During this time, the central Pacific was cooler, and the waters along North America’s coast were warmer, often bringing wetter weather to the western US.

Aerosols, tiny particles coming from industrial activities like burning coal and manufacturing from the 50s to the 80s, are still a form of human pollution, but they reflect sunlight into space, cooling the Pacific.

As the world cut back on this form of pollution, other emissions like carbon dioxide drastically warmed the planet and locked the PDO into a ‘negative’ trend of dry weather.

Study author Jeremy Klavans from the University of Colorado said: ‘Climate models taken at face value didn’t have the answer for us.’

‘They told us it was bad luck,’ he told New Scientist.
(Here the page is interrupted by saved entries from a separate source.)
use crate::error::{Error, Result};
use indexmap::IndexMap;
use rustc_hash::{FxHashMap, FxHashSet};
use serde::{Deserialize, Deserializer, Serialize};

/// Id of the distinguished node every module tree is rooted at.
pub const ROOT_ID: &str = "root";

/// Documents written by older editors store `null` for empty lists and text.
fn null_as_default<'de, D, T>(deserializer: D) -> std::result::Result<T, D::Error>
where
    D: Deserializer<'de>,
    T: Default + Deserialize<'de>,
{
    Ok(Option::<T>::deserialize(deserializer)?.unwrap_or_default())
}

#[derive(Debug, Clone, PartialEq, Serialize, Deserialize)]
pub struct QuizQuestion {
    pub question: String,
    pub answer: String,
    #[serde(default, deserialize_with = "null_as_default")]
    pub options: Vec<String>,
}

#[derive(Debug, Clone, PartialEq, Serialize, Deserialize)]
#[serde(rename_all = "camelCase")]
pub struct NodeRecord {
    pub id: String,
    #[serde(default, deserialize_with = "null_as_default")]
    pub title: String,
    /// Rich-text body. Stored and carried verbatim, never interpreted here.
    #[serde(default, deserialize_with = "null_as_default")]
    pub content: String,
    #[serde(default, deserialize_with = "null_as_default")]
    pub children: Vec<String>,
    /// Reference to another module document this node opens when selected.
    #[serde(default, skip_serializing_if = "Option::is_none")]
    pub sub_module: Option<String>,
    #[serde(default)]
    pub quiz: Option<Vec<QuizQuestion>>,
}

impl NodeRecord {
    pub fn new(id: impl Into<String>, title: impl Into<String>) -> Self {
        Self {
            id: id.into(),
            title: title.into(),
            content: String::new(),
            children: Vec::new(),
            sub_module: None,
            quiz: None,
        }
    }

    pub fn with_children<I, S>(mut self, children: I) -> Self
    where
        I: IntoIterator<Item = S>,
        S: Into<String>,
    {
        self.children = children.into_iter().map(Into::into).collect();
        self
    }

    pub fn with_content(mut self, content: impl Into<String>) -> Self {
        self.content = content.into();
        self
    }

    pub fn with_sub_module(mut self, reference: impl Into<String>) -> Self {
        self.sub_module = Some(reference.into());
        self
    }

    pub fn is_root(&self) -> bool {
        self.id == ROOT_ID
    }
}

/// Arena storage for a module's node tree.
///
/// Nodes live in a flat id-keyed map (insertion ordered); parent links are derived from the
/// `children` lists and kept in sync by every mutation. Construction validates the tree
/// shape, so a `NodeTree` always has a root, no dangling child ids, at most one parent per
/// node and no cycles.
#[derive(Debug, Clone, Default)]
pub struct NodeTree {
    nodes: IndexMap<String, NodeRecord>,
    parents: FxHashMap<String, String>,
}

impl NodeTree {
    /// A tree holding only an untitled root.
    pub fn with_root(title: impl Into<String>) -> Self {
        let mut nodes = IndexMap::new();
        nodes.insert(ROOT_ID.to_string(), NodeRecord::new(ROOT_ID, title));
        Self {
            nodes,
            parents: FxHashMap::default(),
        }
    }

    pub fn from_nodes(nodes: impl IntoIterator<Item = NodeRecord>) -> Result<Self> {
        let mut records: IndexMap<String, NodeRecord> = IndexMap::new();
        for n in nodes {
            if records.contains_key(&n.id) {
                return Err(Error::DuplicateNode { id: n.id });
            }
            records.insert(n.id.clone(), n);
        }
        Self::from_records(records)
    }

    pub fn from_records(nodes: IndexMap<String, NodeRecord>) -> Result<Self> {
        if !nodes.contains_key(ROOT_ID) {
            return Err(Error::MissingRoot);
        }

        let mut parents: FxHashMap<String, String> = FxHashMap::default();
        parents.reserve(nodes.len());
        for (key, node) in &nodes {
            if key != &node.id {
                return Err(Error::IdMismatch {
                    key: key.clone(),
                    id: node.id.clone(),
                });
            }
            for child in &node.children {
                if !nodes.contains_key(child) {
                    return Err(Error::MissingChild {
                        parent: node.id.clone(),
                        child: child.clone(),
                    });
                }
                if child == ROOT_ID {
                    return Err(Error::RootHasParent {
                        parent: node.id.clone(),
                    });
                }
                if parents.insert(child.clone(), node.id.clone()).is_some() {
                    return Err(Error::MultipleParents {
                        child: child.clone(),
                    });
                }
            }
        }

        check_acyclic(&nodes, &parents)?;
        Ok(Self { nodes, parents })
    }

    pub fn root(&self) -> Option<&NodeRecord> {
        self.nodes.get(ROOT_ID)
    }

    pub fn get(&self, id: &str) -> Option<&NodeRecord> {
        self.nodes.get(id)
    }

    pub fn contains(&self, id: &str) -> bool {
        self.nodes.contains_key(id)
    }

    pub fn len(&self) -> usize {
        self.nodes.len()
    }

    pub fn is_empty(&self) -> bool {
        self.nodes.is_empty()
    }

    pub fn ids(&self) -> impl Iterator<Item = &str> {
        self.nodes.keys().map(String::as_str)
    }

    pub fn nodes(&self) -> impl Iterator<Item = &NodeRecord> {
        self.nodes.values()
    }

    pub fn records(&self) -> &IndexMap<String, NodeRecord> {
        &self.nodes
    }

    pub fn parent_of(&self, id: &str) -> Option<&str> {
        self.parents.get(id).map(String::as_str)
    }

    pub fn children_of(&self, id: &str) -> &[String] {
        self.nodes
            .get(id)
            .map(|n| n.children.as_slice())
            .unwrap_or_default()
    }

    /// `(parent, child)` pairs, in node order then child order.
    pub fn edges(&self) -> impl Iterator<Item = (&str, &str)> {
        self.nodes.values().flat_map(|n| {
            n.children
                .iter()
                .map(move |c| (n.id.as_str(), c.as_str()))
        })
    }

    /// `id` followed by every node it owns, depth-first pre-order. Empty for unknown ids.
    pub fn subtree(&self, id: &str) -> Vec<String> {
        let mut out = Vec::new();
        if !self.contains(id) {
            return out;
        }
        let mut stack = vec![id.to_string()];
        while let Some(cur) = stack.pop() {
            // Push in reverse so the first child is visited first.
            for c in self.children_of(&cur).iter().rev() {
                stack.push(c.clone());
            }
            out.push(cur);
        }
        out
    }

    /// Depth of `id` below the root (root = 0), `None` when unreachable.
    pub fn depth(&self, id: &str) -> Option<usize> {
        let mut depth = 0usize;
        let mut cur = id;
        while cur != ROOT_ID {
            cur = self.parent_of(cur)?;
            depth += 1;
        }
        Some(depth)
    }

    /// Appends a new node under `parent` and returns its generated id.
    pub fn add_child(
        &mut self,
        parent: &str,
        title: impl Into<String>,
        content: impl Into<String>,
    ) -> Result<String> {
        let id = format!("node-{}", uuid::Uuid::new_v4().simple());
        self.insert_child(
            parent,
            NodeRecord::new(id.clone(), title).with_content(content),
        )?;
        Ok(id)
    }

    /// Appends `record` (which must be childless) under `parent`.
    pub fn insert_child(&mut self, parent: &str, mut record: NodeRecord) -> Result<()> {
        if self.nodes.contains_key(&record.id) {
            return Err(Error::DuplicateNode { id: record.id });
        }
        let Some(parent_node) = self.nodes.get_mut(parent) else {
            return Err(Error::UnknownNode {
                id: parent.to_string(),
            });
        };
        record.children.clear();
        parent_node.children.push(record.id.clone());
        self.parents.insert(record.id.clone(), parent.to_string());
        self.nodes.insert(record.id.clone(), record);
        Ok(())
    }

    /// Unlinks `id` from its parent and deletes it together with everything it owns.
    ///
    /// Returns the removed ids in depth-first pre-order.
    pub fn remove_subtree(&mut self, id: &str) -> Result<Vec<String>> {
        if id == ROOT_ID {
            return Err(Error::CannotRemoveRoot);
        }
        if !self.contains(id) {
            return Err(Error::UnknownNode { id: id.to_string() });
        }

        if let Some(parent) = self.parents.remove(id) {
            if let Some(p) = self.nodes.get_mut(&parent) {
                p.children.retain(|c| c != id);
            }
        }

        let removed = self.subtree(id);
        for r in &removed {
            self.nodes.shift_remove(r);
            self.parents.remove(r);
        }
        Ok(removed)
    }

    pub fn set_title(&mut self, id: &str, title: impl Into<String>) -> Result<()> {
        self.node_mut(id)?.title = title.into();
        Ok(())
    }

    pub fn set_content(&mut self, id: &str, content: impl Into<String>) -> Result<()> {
        self.node_mut(id)?.content = content.into();
        Ok(())
    }

    pub fn set_quiz(&mut self, id: &str, quiz: Option<Vec<QuizQuestion>>) -> Result<()> {
        self.node_mut(id)?.quiz = quiz.filter(|q| !q.is_empty());
        Ok(())
    }

    fn node_mut(&mut self, id: &str) -> Result<&mut NodeRecord> {
        self.nodes
            .get_mut(id)
            .ok_or_else(|| Error::UnknownNode { id: id.to_string() })
    }
}

fn check_acyclic(
    nodes: &IndexMap<String, NodeRecord>,
    parents: &FxHashMap<String, String>,
) -> Result<()> {
    // With at most one parent per node, a cycle is a parent chain that revisits a node.
    let mut settled: FxHashSet<&str> = FxHashSet::default();
    for id in nodes.keys() {
        let mut path: Vec<&str> = Vec::new();
        let mut on_path: FxHashSet<&str> = FxHashSet::default();
        let mut cur = id.as_str();
        loop {
            if settled.contains(cur) {
                break;
            }
            if !on_path.insert(cur) {
                return Err(Error::Cycle {
                    node: cur.to_string(),
                });
            }
            path.push(cur);
            match parents.get(cur) {
                Some(p) => cur = p.as_str(),
                None => break,
            }
        }
        settled.extend(path);
    }
    Ok(())
}

#[cfg(test)]
mod tests {
    use super::*;

    fn sample() -> NodeTree {
        NodeTree::from_nodes([
            NodeRecord::new("root", "Root").with_children(["a", "b"]),
            NodeRecord::new("a", "A").with_children(["a1", "a2"]),
            NodeRecord::new("a1", "A1"),
            NodeRecord::new("a2", "A2"),
            NodeRecord::new("b", "B"),
        ])
        .expect("valid tree")
    }

    #[test]
    fn subtree_is_preorder() {
        let t = sample();
        assert_eq!(t.subtree("root"), vec!["root", "a", "a1", "a2", "b"]);
        assert!(t.subtree("missing").is_empty());
    }

    #[test]
    fn depth_follows_parent_links() {
        let t = sample();
        assert_eq!(t.depth("root"), Some(0));
        assert_eq!(t.depth("a2"), Some(2));
        assert_eq!(t.depth("nope"), None);
    }

    #[test]
    fn two_node_cycle_is_rejected() {
        let err = NodeTree::from_nodes([
            NodeRecord::new("root", "Root"),
            NodeRecord::new("x", "X").with_children(["y"]),
            NodeRecord::new("y", "Y").with_children(["x"]),
        ])
        .unwrap_err();
        assert!(matches!(err, Error::Cycle { .. }), "got {err:?}");
    }

    #[test]
    fn self_child_is_a_cycle() {
        let err = NodeTree::from_nodes([
            NodeRecord::new("root", "Root").with_children(["x"]),
            NodeRecord::new("x", "X").with_children(["x"]),
        ])
        .unwrap_err();
        assert!(
            matches!(err, Error::MultipleParents { .. } | Error::Cycle { .. }),
            "got {err:?}"
        );
    }

    #[test]
    fn set_quiz_drops_empty_lists() {
        let mut t = sample();
        t.set_quiz("a", Some(Vec::new())).expect("known node");
        assert_eq!(t.get("a").and_then(|n| n.quiz.clone()), None);
    }
}
use mindweave_core::ViewerConfig;

/// Tunables for the force-directed organize run.
#[derive(Debug, Clone, Copy, PartialEq)]
pub struct LayoutSettings {
    pub initial_temperature: f64,
    /// Per-frame temperature multiplier, strictly inside `(0, 1)`.
    pub cooling_rate: f64,
    pub min_temperature: f64,
    pub gravity: f64,
    pub repulsion: f64,
    pub attraction: f64,
    pub ideal_edge_length: f64,
    pub damping: f64,
    pub time_step: f64,
    /// Pins the placement PRNG. `None` seeds from entropy.
    pub seed: Option<u64>,
}

impl Default for LayoutSettings {
    fn default() -> Self {
        Self {
            initial_temperature: 40.0,
            cooling_rate: 0.97,
            min_temperature: 0.5,
            gravity: 0.02,
            repulsion: 120_000.0,
            attraction: 0.05,
            ideal_edge_length: 9.0 * 16.0,
            damping: 0.85,
            time_step: 1.0,
            seed: None,
        }
    }
}

impl LayoutSettings {
    /// Reads `layout.*` keys; out-of-range values keep their defaults.
    pub fn from_config(config: &ViewerConfig) -> Self {
        let d = Self::default();
        let positive = |key: &str, fallback: f64| config.get_positive_f64(key).unwrap_or(fallback);
        let non_negative = |key: &str, fallback: f64| {
            config
                .get_f64(key)
                .filter(|v| *v >= 0.0)
                .unwrap_or(fallback)
        };

        let initial_temperature = positive("layout.initialTemperature", d.initial_temperature);
        let mut min_temperature = positive("layout.minTemperature", d.min_temperature);
        if min_temperature >= initial_temperature {
            tracing::warn!(
                min_temperature,
                initial_temperature,
                "layout.minTemperature must be below the initial temperature; using defaults"
            );
            min_temperature = d.min_temperature.min(initial_temperature / 2.0);
        }

        Self {
            initial_temperature,
            cooling_rate: config
                .get_f64("layout.coolingRate")
                .filter(|v| *v > 0.0 && *v < 1.0)
                .unwrap_or(d.cooling_rate),
            min_temperature,
            gravity: non_negative("layout.gravity", d.gravity),
            repulsion: non_negative("layout.repulsion", d.repulsion),
            attraction: non_negative("layout.attraction", d.attraction),
            ideal_edge_length: positive("layout.idealEdgeLength", 9.0 * config.font_size()),
            damping: config
                .get_f64("layout.damping")
                .filter(|v| (0.0..=1.0).contains(v))
                .unwrap_or(d.damping),
            time_step: positive("layout.timeStep", d.time_step),
            seed: config.get_u64("layout.seed"),
        }
    }

    /// Upper bound on the frames an un-boosted run takes to converge.
    pub fn max_frames(&self) -> usize {
        let ratio = self.min_temperature / self.initial_temperature;
        if !(ratio > 0.0 && ratio < 1.0) {
            return 1;
        }
        let steps = (ratio.ln() / self.cooling_rate.ln()).ceil();
        if steps.is_finite() && steps >= 0.0 {
            steps as usize + 1
        } else {
            1
        }
    }
}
AccuWeather's fall wildfire map shows a severe fire threat covering most of California, where over one million acres already burned in January

AccuWeather’s fall wildfire map shows a severe fire threat covering most of California, where over one million acres already burned in January

To prove that the phenomenon was man-made and not an unusually long cycle of natural dryness, the scientists used a massive collection of 572 climate model simulations on the PDO.

These simulations included various external factors like greenhouse gas emissions, aerosol pollution, volcanic eruptions, and solar changes, covering the period from 1950 to 2014.

Researchers were even able to adjust for the impact of El Niño and La Niña events, which can affect the PDO over shorter windows of time.

The results of these simulations continued to show that rising greenhouse gas emissions, combined with less aerosol pollution, could keep wetter weather away from the West Coast far beyond what naturally occurs without climate change.

Pedro DiNezio, also from the University of Colorado, said: ‘We looked into the future, and models make it persist for at least a few more decades.’

‘As long as the northern hemisphere continues to warm, the PDO will be stuck in this negative phase,’ the study author warned.

The ongoing drought could lead to more devastating fires along the West Coast later this year.

Meteorologists have forecasted that California could see up to 1.5 million acres of land burn before the end of 2025.